If dense output was saved, then calculate an approximation to the derivative of the solution at any point in the region of integration self.t0to self.t1.

That is, letting \(y\) denote the solution over the interval [t0, t1], then this calculates an approximation to \(\frac{\mathrm{d}y}{\mathrm{d}t}\).

(This is not backpropagating through the differential equation -- that typically corresponds to e.g. \(\frac{\mathrm{d}y(t_1)}{\mathrm{d}y(t_0)}\).)

Example

For an ODE satisfying

\(\frac{\mathrm{d}y}{\mathrm{d}t} = f(t, y(t))\)

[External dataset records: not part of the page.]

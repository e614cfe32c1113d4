//! Repository layer abstractions and persistence implementations.
//!
//! # Responsibility
//! - Define table-oriented data access contracts (`select`, `upsert`,
//!   `insert`, `delete`) over the named tables.
//! - Isolate SQLite query details from service orchestration.
//!
//! # Invariants
//! - Rows are returned verbatim; no filtering beyond key lookups happens here.
//! - Repository APIs return semantic errors (`NotFound`, `InvalidData`) in
//!   addition to DB transport errors.

use crate::db::DbError;
use std::error::Error;
use std::fmt::{Display, Formatter};

pub mod catalog_repo;
pub mod favorite_repo;
pub mod profile_repo;

pub type RepoResult<T> = Result<T, RepoError>;

/// Generic repository error for persistence and query operations.
#[derive(Debug)]
pub enum RepoError {
    Db(DbError),
    NotFound { table: &'static str, id: String },
    InvalidData(String),
}

impl Display for RepoError {
    fn fmt(&self, f: &mut Formatter<'_>) -> std::fmt::Result {
        match self {
            Self::Db(err) => write!(f, "{err}"),
            Self::NotFound { table, id } => write!(f, "{table} row not found: {id}"),
            Self::InvalidData(message) => write!(f, "invalid persisted data: {message}"),
        }
    }
}

impl Error for RepoError {
    fn source(&self) -> Option<&(dyn Error + 'static)> {
        match self {
            Self::Db(err) => Some(err),
            Self::NotFound { .. } => None,
            Self::InvalidData(_) => None,
        }
    }
}

impl From<DbError> for RepoError {
    fn from(value: DbError) -> Self {
        Self::Db(value)
    }
}

impl From<rusqlite::Error> for RepoError {
    fn from(value: rusqlite::Error) -> Self {
        Self::Db(DbError::Sqlite(value))
    }
}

then this value is approximately equal to \(f(t, y(t))\).

Warning

This value is generally not very accurate. Differential equation solvers are usually designed to produce splines whose value is close to the true solution; not to produce splines whose derivative is close to the derivative of the true solution.

If you need accurate derivatives for the solution of an ODE, it is usually best to calculate vector_field(t, sol.evaluate(t), args). That is, to pay the extra computational cost of another vector field evaluation, in order to get a more accurate value.

Put precisely: this derivative method returns the derivative of the numerical solution, and not an approximation to the derivative of the true solution.